Hutson Christina L, Villanueva Julie, Stenzel Timothy, Olson Victoria A, Gerald Noel, McNall Rebecca, Courtney Sean, Aden Tricia, Rager Stacy, Egan Christina, Blevins Patricia, Kuhnert Wendi, Davidson Whitni, Khan Theodora, Baird Nicolle, Kling Chantal, Van Meter Susan, Chaitram Jasmine, Salerno Reynolds M
Author Affiliations: Centers for Disease Control and Prevention , Atlanta, Georgia (Drs Hutson, Villanueva, and Olson, and McNall, Dr Courtney, Mss Aden, Rager, and Blevins, Dr Kuhnert, Mss Davidson and Khan, Dr Baird, Mss Kling, and Chaitram, and Dr Salerno), Food and Drug Administration (FDA), Silver Spring, Maryland (Drs Stenzel and Gerald); New York State Department of Health (NYS DOH) Wadsworth Center, Albany, New York (Dr Egan), and American Clinical Laboratory Association, Washington, District of Columbia (Ms Van Meter).
J Public Health Manag Pract. 2025;31(1):E1-E5. doi: 10.1097/PHH.0000000000002024. Epub 2024 Oct 25.
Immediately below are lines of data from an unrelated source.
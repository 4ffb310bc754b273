use std::collections::HashMap;

use serde::Deserialize;

use crate::engine::prelude::*;

/// One printing as the card-data cache hands it over. Field names follow
/// that JSON.
#[derive(Clone, Debug, Deserialize)]
pub struct CardPrinting {
    pub name: String,
    #[serde(default)]
    pub type_line: String,
    #[serde(default)]
    pub oracle_text: Option<String>,
    #[serde(default)]
    pub mana_cost: Option<String>,
    #[serde(default)]
    pub color_identity: ColorIdentity,
    #[serde(default)]
    pub cmc: f64,
    #[serde(default)]
    pub legalities: HashMap<String, String>,
}

impl CardPrinting {
    /// Formats missing from the legality map are not legal.
    pub fn legality(&self, format: &Format) -> Legality {
        self.legalities
            .get(format.key())
            .map(|status| Legality::parse(status))
            .unwrap_or(Legality::NotLegal)
    }
}

/// A line of a collection: how many copies of a printing somebody owns.
#[derive(Clone, Debug, Deserialize)]
pub struct OwnedCard {
    pub quantity: usize,
    #[serde(default, alias = "is_foil")]
    pub foil: bool,
    pub card: CardPrinting,
}

#[derive(Clone, Copy, PartialEq, Eq, Debug)]
pub enum Legality {
    Legal,
    Restricted,
    NotLegal,
    Banned,
}

impl Legality {
    pub fn parse(status: &str) -> Self {
        match status.trim().to_ascii_lowercase().as_str() {
            "legal" => Legality::Legal,
            "restricted" => Legality::Restricted,
            "banned" => Legality::Banned,
            _ => Legality::NotLegal,
        }
    }

    pub fn is_playable(self) -> bool {
        matches!(self, Legality::Legal | Legality::Restricted)
    }
}

/// A pool card with everything the builder needs precomputed.
///
/// The role set is derived once from the type line and rules text and can't
/// be changed afterwards.
#[derive(Clone, Debug)]
pub struct AnalyzedCard {
    pub name: String,
    pub quantity: usize,
    pub type_line: String,
    pub types: TypeLine,
    pub oracle_text: Option<String>,
    pub mana_cost: Option<String>,
    pub cost: ManaCost,
    pub color_identity: ColorIdentity,
    pub mana_value: f64,
    roles: RoleSet,
}

impl AnalyzedCard {
    pub fn analyze(printing: &CardPrinting, quantity: usize, classifier: &RoleClassifier) -> Self {
        let roles = classifier.classify(&printing.type_line, printing.oracle_text.as_deref());
        Self {
            name: printing.name.clone(),
            quantity,
            type_line: printing.type_line.clone(),
            types: TypeLine::parse(&printing.type_line),
            oracle_text: printing.oracle_text.clone(),
            mana_cost: printing.mana_cost.clone(),
            cost: printing.mana_cost.as_deref().map(ManaCost::parse).unwrap_or_else(ManaCost::empty),
            color_identity: printing.color_identity.clone(),
            mana_value: printing.cmc,
            roles,
        }
    }

    pub fn roles(&self) -> &RoleSet {
        &self.roles
    }

    pub fn has_role(&self, role: Role) -> bool {
        self.roles.contains(&role)
    }

    pub fn is_land(&self) -> bool {
        self.has_role(Role::Land)
    }
}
The first case of mpox was detected in the United States in a Laboratory Response Network (LRN) laboratory at the Massachusetts Department of Public Health on May 17, 2022. Through previous years of smallpox preparedness efforts by the United States government, testing capacity in LRN laboratories across the United States utilizing the FDA-cleared Centers for Disease Control and Prevention (CDC) Non-variola orthopoxvirus (NVO) test was approximately 6000 tests weekly across the nation prior to the mpox outbreak. By early June 2022, the LRN laboratories had capacity to perform up to 8000 tests per week. As the outbreak expanded, cases were identified in every United States state, peaking at ~3000 cases per week nationally in August 2022.
Although NVO testing capacity in LRN laboratories exceeded national mpox testing demand overall, LRN testing access in some areas was challenged and test expansion was necessary.
CDC engaged with partners and select commercial laboratories early to increase diagnostic testing access by allowing these commercial laboratories to utilize the NVO test.
The expansion of testing to commercial laboratories increased testing availability, capacity, and volume nationwide. This was the first time that CDC shared an FDA 510k-cleared molecular test with commercial laboratories to support a public health emergency.
Extensive efforts were made to ensure the CDC NVO test was used appropriately in the private sector and that the transfer process met regulatory requirements.
MAIN OUTCOME MEASURES, RESULTS, CONCLUSIONS: These novel methods to expand NVO testing to commercial laboratories increased national testing capacity to 80 000 mpox tests/week. Test volumes among these laboratories never exceeded this expanded capacity. The rapid increase in the nation's testing capacity, in conjunction and coordination with other public and private health efforts, helped to detect cases rapidly. These actions demonstrated the importance of highly functional and efficient public health and private sector partnerships for responding to public health emergencies.
2022年5月17日,美国马萨诸塞州公共卫生部的一个实验室反应网络(LRN)实验室检测到首例猴痘病例。通过美国政府前几年的天花防范工作,在猴痘疫情爆发前,美国各地LRN实验室利用美国食品药品监督管理局(FDA)批准的疾病控制与预防中心(CDC)非天花正痘病毒(NVO)检测方法,每周的检测能力约为6000次。到2022年6月初,LRN实验室每周能够进行多达8000次检测。随着疫情蔓延,美国每个州都发现了病例,2022年8月全国每周病例数峰值达到约3000例。
尽管LRN实验室的NVO检测能力总体上超过了全国猴痘检测需求,但一些地区的LRN检测渠道面临挑战,有必要扩大检测范围。
疾病预防控制中心(CDC)很早就与合作伙伴及选定的商业实验室合作,通过允许这些商业实验室使用NVO检测方法来增加诊断检测渠道。
将检测范围扩大到商业实验室提高了全国范围内检测的可及性、能力和数量。这是疾病预防控制中心首次与商业实验室共享经FDA 510k批准的分子检测方法,以支持突发公共卫生事件。
为确保疾病预防控制中心的NVO检测方法在私营部门得到合理使用,且转移过程符合监管要求,已做出了广泛努力。
主要结局指标、结果、结论:这些将NVO检测扩展到商业实验室的新方法使全国检测能力提高到每周80000次猴痘检测。这些实验室的检测量从未超过这一扩大后的能力。美国检测能力的迅速提高,以及与其他公共和私营卫生工作的协同与协调,有助于快速发现病例。这些行动表明了高效能和高效率的公共卫生与私营部门伙伴关系在应对突发公共卫生事件中的重要性。